#### TASK INSTRUCTIONS:
When you have read the listing, copy all of it without any change.

....

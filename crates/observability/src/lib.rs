//! Observability: tracing initialization and service counters.

mod metrics;
mod tracing_init;

pub use metrics::{Metrics, MetricsSnapshot};
pub use tracing_init::init;
use async_trait::async_trait;

use crate::endpoint::ServiceEndpoint;

/// Checks whether one endpoint is currently serving.
///
/// The registry applies the configured per-probe timeout around `check`;
/// implementations just answer.
#[async_trait]
pub trait HealthProbe: Send + Sync {
    async fn check(&self, endpoint: &ServiceEndpoint) -> bool;
}

/// HTTP probe: GET `{endpoint}/health`, healthy on any 2xx.
#[derive(Debug, Clone, Default)]
pub struct HttpHealthProbe {
    client: reqwest::Client,
}

impl HttpHealthProbe {
    pub fn new() -> Self {
        Self::default()
    }
}

#[async_trait]
impl HealthProbe for HttpHealthProbe {
    async fn check(&self, endpoint: &ServiceEndpoint) -> bool {
        match self.client.get(endpoint.health_url()).send().await {
            Ok(response) => response.status().is_success(),
            Err(err) => {
                tracing::debug!(
                    endpoint = %endpoint.registration_id(),
                    error = %err,
                    "health probe failed"
                );
                false
            }
        }
    }
}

....

#### ANSWER:
filename crates/observability/src/lib.rs
//! Observability: tracing initialization and service counters.

mod metrics;
mod tracing_init;

pub use metrics::{Metrics, MetricsSnapshot};
pub use tracing_init::init;
use async_trait::async_trait;

use crate::endpoint::ServiceEndpoint;

/// Checks whether one endpoint is currently serving.
///
/// The registry applies the configured per-probe timeout around `check`;
/// implementations just answer.
#[async_trait]
pub trait HealthProbe: Send + Sync {
    async fn check(&self, endpoint: &ServiceEndpoint) -> bool;
}

/// HTTP probe: GET `{endpoint}/health`, healthy on any 2xx.
#[derive(Debug, Clone, Default)]
pub struct HttpHealthProbe {
    client: reqwest::Client,
}

impl HttpHealthProbe {
    pub fn new() -> Self {
        Self::default()
    }
}

#[async_trait]
impl HealthProbe for HttpHealthProbe {
    async fn check(&self, endpoint: &ServiceEndpoint) -> bool {
        match self.client.get(endpoint.health_url()).send().await {
            Ok(response) => response.status().is_success(),
            Err(err) => {
                tracing::debug!(
                    endpoint = %endpoint.registration_id(),
                    error = %err,
                    "health probe failed"
                );
                false
            }
        }
    }
}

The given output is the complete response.